=== THE INPUT ===

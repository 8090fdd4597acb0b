use service_core::error::AppError;
use thiserror::Error;

#[derive(Error, Debug)]
pub enum ServiceError {
    #[error("Database error: {0}")]
    Database(#[from] sqlx::Error),

    #[error("Internal server error: {0}")]
    Internal(#[from] anyhow::Error),

    #[error("Company not found")]
    AccountNotFound,

    #[error("Client not found or does not belong to this account")]
    ClientNotFound,

    #[error("Member not found")]
    MemberNotFound,

    #[error("Email not authorized for this portal")]
    NotAllowed,

    #[error("Cannot remove the main client from the portal")]
    ProtectedMember,

    #[error("Invalid token")]
    TokenInvalid,

    #[error("Token has expired")]
    TokenExpired,

    #[error("Invalid session")]
    SessionInvalid,

    #[error("Session has expired")]
    SessionExpired,

    #[error("Invalid email or password")]
    InvalidCredentials,

    #[error("Password not set up. Please set up your password first.")]
    PasswordNotConfigured,

    #[error("No valid members provided")]
    NoValidMembers,

    #[error("Email error: {0}")]
    EmailError(String),
}

impl From<ServiceError> for AppError {
    fn from(err: ServiceError) -> Self {
        match err {
            ServiceError::Database(e) => AppError::DatabaseError(anyhow::Error::new(e)),
            ServiceError::Internal(e) => AppError::InternalError(e),
            ServiceError::AccountNotFound => {
                AppError::NotFound(anyhow::anyhow!("Company not found"))
            }
            ServiceError::ClientNotFound => AppError::NotFound(anyhow::anyhow!(
                "Client not found or does not belong to this account"
            )),
            ServiceError::MemberNotFound => AppError::NotFound(anyhow::anyhow!("Member not found")),
            ServiceError::NotAllowed => AppError::Forbidden(anyhow::anyhow!(
                "Email not authorized for this portal. Please contact your administrator to be added to the access list."
            )),
            ServiceError::ProtectedMember => AppError::Forbidden(anyhow::anyhow!(
                "Cannot remove the main client from the portal"
            )),
            ServiceError::TokenInvalid => AppError::CredentialError {
                message: "Invalid token".to_string(),
                expired: false,
            },
            ServiceError::TokenExpired => AppError::CredentialError {
                message: "Token has expired".to_string(),
                expired: true,
            },
            ServiceError::SessionInvalid => AppError::CredentialError {
                message: "Invalid session".to_string(),
                expired: false,
            },
            ServiceError::SessionExpired => AppError::CredentialError {
                message: "Session has expired".to_string(),
                expired: true,
            },
            ServiceError::InvalidCredentials => {
                AppError::Unauthorized(anyhow::anyhow!("Invalid email or password"))
            }
            ServiceError::PasswordNotConfigured => AppError::BadRequest(anyhow::anyhow!(
                "Password not set up. Please set up your password first."
            )),
            ServiceError::NoValidMembers => {
                AppError::BadRequest(anyhow::anyhow!("No valid members provided"))
            }
            ServiceError::EmailError(e) => AppError::EmailError(e),
        }
    }
}
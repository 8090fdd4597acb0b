use axum::{
    Json,
    http::StatusCode,
    response::{IntoResponse, Response},
};
use serde::Serialize;
use thiserror::Error;

#[derive(Debug, Error)]
pub enum AppError {
    #[error("Validation error: {0}")]
    ValidationError(#[from] validator::ValidationErrors),

    #[error("Bad request: {0}")]
    BadRequest(anyhow::Error),

    #[error("{message}")]
    CredentialError { message: String, expired: bool },

    #[error("Not found: {0}")]
    NotFound(anyhow::Error),

    #[error("Unauthorized: {0}")]
    Unauthorized(anyhow::Error),

    #[error("Forbidden: {0}")]
    Forbidden(anyhow::Error),

    #[error("Conflict: {0}")]
    Conflict(anyhow::Error),

    #[error("Too many requests: {0}")]
    TooManyRequests(String, Option<u64>),

    #[error("Internal server error: {0}")]
    InternalError(#[from] anyhow::Error),

    #[error("Database error: {0}")]
    DatabaseError(anyhow::Error),

    #[error("Email error: {0}")]
    EmailError(String),

    #[error("Configuration error: {0}")]
    ConfigError(anyhow::Error),
}

impl From<config::ConfigError> for AppError {
    fn from(err: config::ConfigError) -> Self {
        AppError::ConfigError(anyhow::Error::new(err))
    }
}

impl From<lettre::error::Error> for AppError {
    fn from(err: lettre::error::Error) -> Self {
        AppError::EmailError(err.to_string())
    }
}

impl From<std::io::Error> for AppError {
    fn from(err: std::io::Error) -> Self {
        AppError::InternalError(anyhow::Error::new(err))
    }
}

impl IntoResponse for AppError {
    fn into_response(self) -> Response {
        #[derive(Serialize)]
        struct ErrorResponse {
            error: String,
            #[serde(skip_serializing_if = "Option::is_none")]
            details: Option<String>,
            #[serde(skip_serializing_if = "Option::is_none")]
            error_type: Option<&'static str>,
        }

        let (status, error_message, details, error_type, retry_after) = match self {
            AppError::ValidationError(err) => (
                StatusCode::UNPROCESSABLE_ENTITY,
                "Validation error".to_string(),
                Some(err.to_string()),
                None,
                None,
            ),
            AppError::BadRequest(err) => {
                (StatusCode::BAD_REQUEST, err.to_string(), None, None, None)
            }
            AppError::CredentialError { message, expired } => (
                StatusCode::BAD_REQUEST,
                message,
                None,
                Some(if expired { "expired" } else { "invalid" }),
                None,
            ),
            AppError::NotFound(err) => (StatusCode::NOT_FOUND, err.to_string(), None, None, None),
            AppError::Unauthorized(err) => {
                (StatusCode::UNAUTHORIZED, err.to_string(), None, None, None)
            }
            AppError::Forbidden(err) => {
                (StatusCode::FORBIDDEN, err.to_string(), None, None, None)
            }
            AppError::Conflict(err) => (StatusCode::CONFLICT, err.to_string(), None, None, None),
            AppError::TooManyRequests(msg, retry) => {
                (StatusCode::TOO_MANY_REQUESTS, msg, None, None, retry)
            }
            AppError::InternalError(err) => {
                tracing::error!(error = ?err, "Internal error");
                (
                    StatusCode::INTERNAL_SERVER_ERROR,
                    "Internal server error".to_string(),
                    None,
                    None,
                    None,
                )
            }
            // Store errors are logged for operators; callers only ever see a
            // generic message.
            AppError::DatabaseError(err) => {
                tracing::error!(error = %err, "Database error");
                (
                    StatusCode::INTERNAL_SERVER_ERROR,
                    "Internal server error".to_string(),
                    None,
                    None,
                    None,
                )
            }
            AppError::EmailError(msg) => {
                tracing::error!(error = %msg, "Email delivery error");
                (
                    StatusCode::INTERNAL_SERVER_ERROR,
                    "Email error".to_string(),
                    None,
                    None,
                    None,
                )
            }
            AppError::ConfigError(err) => (
                StatusCode::INTERNAL_SERVER_ERROR,
                "Configuration error".to_string(),
                Some(err.to_string()),
                None,
                None,
            ),
        };

        let mut res = (
            status,
            Json(ErrorResponse {
                error: error_message,
                details,
                error_type,
            }),
        )
            .into_response();

        if let Some(retry) = retry_after {
            res.headers_mut()
                .insert(axum::http::header::RETRY_AFTER, retry.into());
        }

        res
    }
}

#[cfg(test)]
mod tests {
    use super::*;
    use axum::http::StatusCode;

    #[test]
    fn credential_error_distinguishes_expired_from_invalid() {
        let expired = AppError::CredentialError {
            message: "Token has expired".to_string(),
            expired: true,
        };
        assert_eq!(expired.into_response().status(), StatusCode::BAD_REQUEST);

        let invalid = AppError::CredentialError {
            message: "Invalid token".to_string(),
            expired: false,
        };
        assert_eq!(invalid.into_response().status(), StatusCode::BAD_REQUEST);
    }

    #[test]
    fn database_error_maps_to_generic_500() {
        let err = AppError::DatabaseError(anyhow::anyhow!("connection refused to 10.0.0.3:5432"));
        let res = err.into_response();
        assert_eq!(res.status(), StatusCode::INTERNAL_SERVER_ERROR);
    }
}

===

TASK REQUIREMENTS:
Of the lines in the data, report each one containing the string "impl".

TASK RESULT:
impl From<ServiceError> for AppError {
impl From<config::ConfigError> for AppError {
impl From<lettre::error::Error> for AppError {
impl From<std::io::Error> for AppError {
impl IntoResponse for AppError {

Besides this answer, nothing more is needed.